Baâda, le malade imaginaire

    Dates : Samedi 10 mars 2018
    Heure : 20h
    Lieu : salle Jenny Alpha

    Le malade imaginaire : une place très particulière.

    Le Malade termine l’oeuvre de Molière. Tout le monde connaît ce qui est devenu une légende : Molière est mort en jouant le Malade, dans le fameux fauteuil depuis exposé à la Comédie Française. En réalité, il est mort chez lui, après avoir été pris d’une énième quinte de toux au cours de la 4° représentation du sa comédie, le 17 février 1673. Il est mort du « poumon », il crachait « le sang ». Il se savait condamné, il était en disgrâce, victime des intrigues de Lully, abattu par les morts de son fils Pierre et de Madeleine Béjart. Il a écrit et monté cette dernière pièce ; il est impossible de ne pas l’aborder comme un testament.

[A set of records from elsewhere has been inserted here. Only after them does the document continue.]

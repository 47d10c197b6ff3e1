use std::rc::Rc;

use yew::Reducible;

pub enum CarouselAction {
    Advance,
    Select(usize),
}

/// Position in a fixed, ordered list of slides.
#[derive(Clone, Copy, Debug, PartialEq, Eq)]
pub struct Carousel {
    index: usize,
    len: usize,
}

impl Carousel {
    pub fn new(len: usize) -> Self {
        Self { index: 0, len }
    }

    pub fn index(self) -> usize {
        self.index
    }

    pub fn advanced(self) -> Self {
        if self.len == 0 {
            return self;
        }
        Self {
            index: (self.index + 1) % self.len,
            ..self
        }
    }

    /// Jumps to `index`; out-of-range selections leave the carousel where it is.
    pub fn selected(self, index: usize) -> Self {
        if index < self.len {
            Self { index, ..self }
        } else {
            self
        }
    }

    /// Horizontal offset of the slide track, in percent of one slide.
    pub fn offset_percent(self) -> usize {
        self.index * 100
    }
}

impl Reducible for Carousel {
    type Action = CarouselAction;

    fn reduce(self: Rc<Self>, action: CarouselAction) -> Rc<Self> {
        let next = match action {
            CarouselAction::Advance => self.advanced(),
            CarouselAction::Select(index) => self.selected(index),
        };
        Rc::new(next)
    }
}

#[cfg(test)]
mod tests {
    use super::*;

    #[test]
    fn full_cycle_returns_to_start() {
        let mut carousel = Carousel::new(3).selected(1);
        for _ in 0..3 {
            carousel = carousel.advanced();
            assert!(carousel.index() < 3);
        }
        assert_eq!(carousel.index(), 1);
    }

    #[test]
    fn wraps_after_last() {
        let carousel = Carousel::new(3).selected(2).advanced();
        assert_eq!(carousel.index(), 0);
    }

    #[test]
    fn out_of_range_selection_is_ignored() {
        let carousel = Carousel::new(3).selected(1).selected(7);
        assert_eq!(carousel.index(), 1);
    }

    #[test]
    fn empty_list_never_moves() {
        let carousel = Carousel::new(0).advanced().selected(0);
        assert_eq!(carousel.index(), 0);
    }

    #[test]
    fn manual_selection_then_timer_continues_from_there() {
        let carousel = Rc::new(Carousel::new(3));
        let carousel = carousel.reduce(CarouselAction::Select(2));
        let carousel = carousel.reduce(CarouselAction::Advance);
        assert_eq!(carousel.index(), 0);
        assert_eq!(carousel.offset_percent(), 0);
    }
}
use chrono::{Local, NaiveTime, Timelike};

pub const CLOCK_PLACEHOLDER: &str = "--:--";

pub trait Clock {
    fn now(&self) -> NaiveTime;
}

pub struct SystemClock;

impl Clock for SystemClock {
    fn now(&self) -> NaiveTime {
        Local::now().time()
    }
}

/// Formats a time the way ko-KR shows a two-digit hour and minute:
/// a 12-hour clock with an 오전/오후 prefix.
pub fn format_clock(time: NaiveTime) -> String {
    let (pm, hour) = time.hour12();
    let period = if pm { "오후" } else { "오전" };
    format!("{} {:02}:{:02}", period, hour, time.minute())
}

pub fn read_clock(clock: &impl Clock) -> String {
    format_clock(clock.now())
}

#[cfg(test)]
mod tests {
    use super::*;

    struct Fixed(NaiveTime);

    impl Clock for Fixed {
        fn now(&self) -> NaiveTime {
            self.0
        }
    }

    fn at(h: u32, m: u32) -> NaiveTime {
        NaiveTime::from_hms_opt(h, m, 0).unwrap()
    }

    #[test]
    fn evening_is_pm_with_padded_hour() {
        assert_eq!(format_clock(at(19, 30)), "오후 07:30");
    }

    #[test]
    fn midnight_and_noon() {
        assert_eq!(format_clock(at(0, 5)), "오전 12:05");
        assert_eq!(format_clock(at(12, 0)), "오후 12:00");
    }

    #[test]
    fn reads_from_injected_clock() {
        assert_eq!(read_clock(&Fixed(at(9, 7))), "오전 09:07");
    }
}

    Une pièce duplice : comment démêler le vrai du faux.

    La création de la pièce a eu lieu à Ouagadougou. Nous nous sommes nourri de ce que nous avons voulu faire cohabiter avec le texte de Molière : la chaleur torride d’un mois de mars 2013 – les enfants de l’école voisine de notre cour qui regardent la répétition sitôt la sortie de l’école, la chaise du boutiquier du coin qui servira de modèle à notre décor. Nous avons voulu ce spectacle très léger, comme à notre habitude pour qu’il puisse être joué dans les villages et les lycées du Burkina.
    Et puis il y a la musique et la danse. Lorsqu’il écrit le Malade, Molière a définitivement perdu son combat contre Lully. C’est Lully qui est en cour à Versailles, ce sont ses ballets qui sont joués devant le roi. Alors nous avons cherché pourquoi Molière a placé autant de ballets, d’intermèdes dansés dans cette dernière pièce ? Que cherchait-il à dire, à montrer ? Nous avons gardé ces intermèdes voulus par le Maître. Nous l’avons fait par fidélité, en les répartissant harmonieusement dans le déroulement de l’oeuvre ( gestion du temps) et en les intégrant davantage au sujet (gestion du sens). Mais nous l’avons fait dans la chaleur de Ouagadougou, avec les rythmes et les corps d’Afrique…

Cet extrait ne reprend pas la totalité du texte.